Keterangan yang tertulis di Tanya-Jawab Hak Cipta,

26. Perbuatan apa yang tidak dianggap sebagai pelanggaran hak cipta?

Perbanyakan suatu ciptaan selain program komputer, secara terbatas dengan cara atau alat apapun atau proses yang serupa oleh perpustakaan umum, lembaga ilmu pengetahuan atau pendidikan dan pusat dokumentasi yang bersifat non komersial semata-mata untuk keperluan aktifitasnya [sic];

dan, pasal 72 diulang lagi,

Barangsiapa dengan sengaja dan tanpa hak memperbanyak penggunaan untuk kepentingan komersial suatu program komputer dipidana dengan pidana penjara paling lama 5 (lima) tahun dan/atau denda paling banyak Rp. 500.000.000,00 (lima ratus juta rupiah);

Dengan pengecualian dikaitkan pemakaian komersial atau bukan seperti yang secara global disebut di UU HaKI, apakah hal tersebut tidak akan berbenturan dengan EULA yang lazim dipakai oleh perangkat lunak komersial impor? Saya baca contoh EULA di Windows XP EULA in Plain English, tidak saya temukan pengecualian untuk pemakaian non-komersial. Lembaga pendidikan yang menjalin kerja sama dengan Microsoft pun menyediakan mekanisme lisensi dengan cara yang berbeda, namun bukan berupa pengecualian. Apakah kedua belah pihak — perangkat hukum vendor perangkat lunak dan praktisi hukum negeri ini — belum menyadari konsekuensi tersebut atau membiarkannya?

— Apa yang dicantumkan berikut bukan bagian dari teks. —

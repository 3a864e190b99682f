//! Configuration Module
//!
//! This module defines all configuration structures for the validator service.
//! Configuration is loaded from TOML files and parsed using serde.

use crate::{Utxo, UtxoId};
use ethers::types::{Address, H256};
use serde::Deserialize;
use std::fs;

/// Main configuration structure
///
/// # Example TOML
/// ```toml
/// [validation]
/// duplicate_accounting = "first_occurrence"
///
/// [api]
/// host = "127.0.0.1"
/// port = 8545
///
/// [[genesis]]
/// tx_id = "0x0000000000000000000000000000000000000000000000000000000000000001"
/// output_index = 0
/// amount = 50.0
/// recipient = "0xf39fd6e51aad88f6f4ce6ab8827279cfffb92266"
/// ```
#[derive(Debug, Clone, Deserialize)]
pub struct Config {
    #[serde(default)]
    pub validation: ValidationConfig,
    pub api: ApiConfig,
    #[serde(default)]
    pub genesis: Vec<GenesisUtxo>,
}

/// How input amounts are accumulated when one UTXO is referenced more than once
#[derive(Debug, Clone, Copy, PartialEq, Eq, Default, Deserialize)]
#[serde(rename_all = "snake_case")]
pub enum DuplicateAccounting {
    /// Only the occurrence that actually consumed the UTXO from the temp pool counts
    #[default]
    FirstOccurrence,
    /// Every occurrence present in the real pool counts, duplicates included.
    /// Kept for compatibility with transactions judged by the older rule.
    EveryOccurrence,
}

/// Transaction validation configuration
#[derive(Debug, Clone, Copy, Default, Deserialize)]
pub struct ValidationConfig {
    #[serde(default)]
    pub duplicate_accounting: DuplicateAccounting,
}

/// API server configuration
///
/// # Fields
/// - `host`: IP address to bind to (e.g., "127.0.0.1" or "0.0.0.0")
/// - `port`: TCP port to listen on (e.g., 8545)
#[derive(Debug, Clone, Deserialize)]
pub struct ApiConfig {
    pub host: String,
    pub port: u16,
}

/// An unspent output seeded into the pool at startup
#[derive(Debug, Clone, Deserialize)]
pub struct GenesisUtxo {
    pub tx_id: H256,
    pub output_index: u32,
    pub amount: f64,
    pub recipient: Address,
}

impl GenesisUtxo {
    pub fn to_entry(&self) -> (UtxoId, Utxo) {
        (
            UtxoId::new(self.tx_id, self.output_index),
            Utxo {
                amount: self.amount,
                recipient: self.recipient,
            },
        )
    }
}

impl Config {
    /// Load configuration from a TOML file
    ///
    /// # Returns
    /// * `Ok(Config)` if the file was successfully loaded and parsed
    /// * `Err` if the file couldn't be read or the TOML is invalid
    pub fn load(path: &str) -> anyhow::Result<Self> {
        let content = fs::read_to_string(path)?;
        Self::from_toml(&content)
    }

    /// Parse configuration from TOML text
    pub fn from_toml(content: &str) -> anyhow::Result<Self> {
        let config: Config = toml::from_str(content)?;
        Ok(config)
    }
}
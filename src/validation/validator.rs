use super::CanonicalPayload;
use crate::config::{DuplicateAccounting, ValidationConfig};
use crate::signature::{EcdsaVerifier, SignatureVerifier};
use crate::utxo::{UtxoCache, UtxoPool};
use crate::{
    Transaction, TransactionInput, Utxo, ValidationError, ValidationErrorKind, ValidationResult,
};
use tracing::{debug, warn};

/// Validates transactions against the shared UTXO set
///
/// Holds no state between calls besides its collaborators. Each call works on
/// its own snapshot of the set and never writes to the cache.
pub struct Validator<V = EcdsaVerifier> {
    utxo_cache: UtxoCache,
    verifier: V,
    config: ValidationConfig,
}

impl Validator<EcdsaVerifier> {
    pub fn new(utxo_cache: UtxoCache, config: ValidationConfig) -> Self {
        Self::with_verifier(utxo_cache, EcdsaVerifier, config)
    }
}

impl<V: SignatureVerifier> Validator<V> {
    pub fn with_verifier(utxo_cache: UtxoCache, verifier: V, config: ValidationConfig) -> Self {
        Self {
            utxo_cache,
            verifier,
            config,
        }
    }

    /// Validate a transaction against a consistent snapshot of the UTXO set
    pub async fn validate_transaction(&self, tx: &Transaction) -> ValidationResult {
        let snapshot = self.utxo_cache.snapshot().await;
        validate_against(&snapshot, &self.verifier, tx, &self.config)
    }
}

/// Run every check on `tx` and collect all failures
///
/// `pool` is only read. Spends are simulated on a clone of it, which is what
/// detects an input referencing a UTXO an earlier input already consumed.
pub fn validate_against<P, V>(
    pool: &P,
    verifier: &V,
    tx: &Transaction,
    config: &ValidationConfig,
) -> ValidationResult
where
    P: UtxoPool,
    V: SignatureVerifier + ?Sized,
{
    debug!(
        "Validating transaction {:?} ({} inputs, {} outputs)",
        tx.id,
        tx.inputs.len(),
        tx.outputs.len()
    );

    let mut temp_pool = pool.clone();
    let payload = CanonicalPayload::build(tx);
    // `None` once a running total is no longer exactly representable.
    let mut total_inputs = Some(0.0_f64);
    let mut total_outputs = Some(0.0_f64);
    let mut errors = Vec::new();

    for (index, input) in tx.inputs.iter().enumerate() {
        // Nothing else can be checked without the referenced output.
        let Some(utxo) = pool.get_utxo(&input.utxo_id) else {
            errors.push(ValidationError::new(
                ValidationErrorKind::UtxoNotFound,
                format!("input {}: UTXO {} not found", index, input.utxo_id),
            ));
            continue;
        };

        let consumed = temp_pool.remove_utxo(&input.utxo_id);
        if !consumed {
            errors.push(ValidationError::new(
                ValidationErrorKind::DoubleSpending,
                format!(
                    "input {}: UTXO {} is already spent by an earlier input",
                    index, input.utxo_id
                ),
            ));
        }

        if !is_positive_finite(utxo.amount) {
            errors.push(ValidationError::new(
                ValidationErrorKind::NegativeAmount,
                format!(
                    "input {}: UTXO {} has invalid amount {}",
                    index, input.utxo_id, utxo.amount
                ),
            ));
        } else if consumed || config.duplicate_accounting == DuplicateAccounting::EveryOccurrence {
            total_inputs = total_inputs.and_then(|total| checked_add(total, utxo.amount));
        }

        let checked = match &payload {
            Ok(payload) => verify_signature(verifier, payload, input, utxo),
            Err(e) => Err(format!("signing payload unavailable: {}", e)),
        };
        match checked {
            Ok(true) => {}
            Ok(false) => errors.push(ValidationError::new(
                ValidationErrorKind::InvalidSignature,
                format!(
                    "input {}: signature does not match recipient {:?}",
                    index, utxo.recipient
                ),
            )),
            Err(reason) => errors.push(ValidationError::new(
                ValidationErrorKind::InvalidSignature,
                format!("input {}: signature could not be verified: {}", index, reason),
            )),
        }
    }

    for (index, output) in tx.outputs.iter().enumerate() {
        if !is_positive_finite(output.amount) {
            errors.push(ValidationError::new(
                ValidationErrorKind::NegativeAmount,
                format!("output {}: invalid amount {}", index, output.amount),
            ));
        } else {
            total_outputs = total_outputs.and_then(|total| checked_add(total, output.amount));
        }
    }

    match (total_inputs, total_outputs) {
        (Some(inputs), Some(outputs)) if inputs == outputs => {}
        (Some(inputs), Some(outputs)) => errors.push(ValidationError::new(
            ValidationErrorKind::AmountMismatch,
            format!("inputs total {} but outputs total {}", inputs, outputs),
        )),
        (inputs, outputs) => errors.push(ValidationError::new(
            ValidationErrorKind::AmountMismatch,
            format!(
                "totals cannot be compared exactly: inputs {}, outputs {}",
                describe_total(inputs),
                describe_total(outputs)
            ),
        )),
    }

    let result = ValidationResult::from_errors(errors);
    debug!(
        "Transaction {:?} validated: valid={}, errors={}",
        tx.id,
        result.valid,
        result.errors.len()
    );
    result
}

/// Verifier faults come back as `Err` carrying the reason
fn verify_signature<V>(
    verifier: &V,
    payload: &CanonicalPayload,
    input: &TransactionInput,
    utxo: &Utxo,
) -> Result<bool, String>
where
    V: SignatureVerifier + ?Sized,
{
    verifier
        .verify(payload.as_bytes(), &input.signature, &utxo.recipient)
        .map_err(|e| {
            warn!("Signature verifier fault for UTXO {}: {}", input.utxo_id, e);
            e.to_string()
        })
}

fn is_positive_finite(amount: f64) -> bool {
    amount.is_finite() && amount > 0.0
}

/// Add two amounts, or `None` if the sum overflows or had to be rounded
///
/// The rounding error of `a + b` is recovered exactly with Knuth's two-sum.
pub(crate) fn checked_add(a: f64, b: f64) -> Option<f64> {
    let sum = a + b;
    if !sum.is_finite() {
        return None;
    }
    let b_part = sum - a;
    let a_part = sum - b_part;
    let error = (a - a_part) + (b - b_part);
    (error == 0.0).then_some(sum)
}

fn describe_total(total: Option<f64>) -> String {
    match total {
        Some(total) => total.to_string(),
        None => "inexact".to_string(),
    }
}
//! Pending transaction pool
//!
//! Accepted transactions are stored in a FIFO queue and drained in arrival order.

use crate::Transaction;
use std::collections::VecDeque;
use tokio::sync::RwLock;

/// Pool for accepted transactions
///
/// Uses VecDeque for insertion at the back and removal from the front.
/// Protected by RwLock for concurrent access.
#[derive(Default)]
pub struct TransactionPool {
    transactions: RwLock<VecDeque<Transaction>>,
}

impl TransactionPool {
    pub fn new() -> Self {
        Self::default()
    }

    /// Add an accepted transaction to the back of the queue
    ///
    /// Called by the API server once the transaction has been validated and
    /// applied to the UTXO set.
    pub async fn add(&self, tx: Transaction) {
        let mut txs = self.transactions.write().await;
        txs.push_back(tx);
    }

    /// Remove and return up to `max` transactions from the front of the queue
    pub async fn get_pending(&self, max: usize) -> Vec<Transaction> {
        let mut txs = self.transactions.write().await;
        let len = txs.len();
        txs.drain(..max.min(len)).collect()
    }

    pub async fn len(&self) -> usize {
        self.transactions.read().await.len()
    }

    pub async fn is_empty(&self) -> bool {
        self.transactions.read().await.is_empty()
    }
}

Kebetulan kasus yang sudah bergulir di lapangan baru berupa pernyataan salah seorang aparat di Makassar, yang tancap gas menyebut lugas, Jadi untuk kepentingan komersial dilarang! Tapi untuk kepentingan pelatihan, dan di instansi-instansi itu diperbolehkan. Pelatihan apa dan di instansi mana?

Dapat saja — dan sangat mungkin — UU HaKI belum sempurna mengakomodasi persoalan kekayaan intelektual atau “kebingungan” kita antara mengikuti hukum pasar dan romantika “memberdayakan rakyat”. Dengan resiko: jika tak kunjung jelas, akan muncul kesan aturan tersebut diskriminatif atau dapat disalahgunakan dan menjadi cibiran mereka yang merasa tersudut dengan penerapan UU HaKI.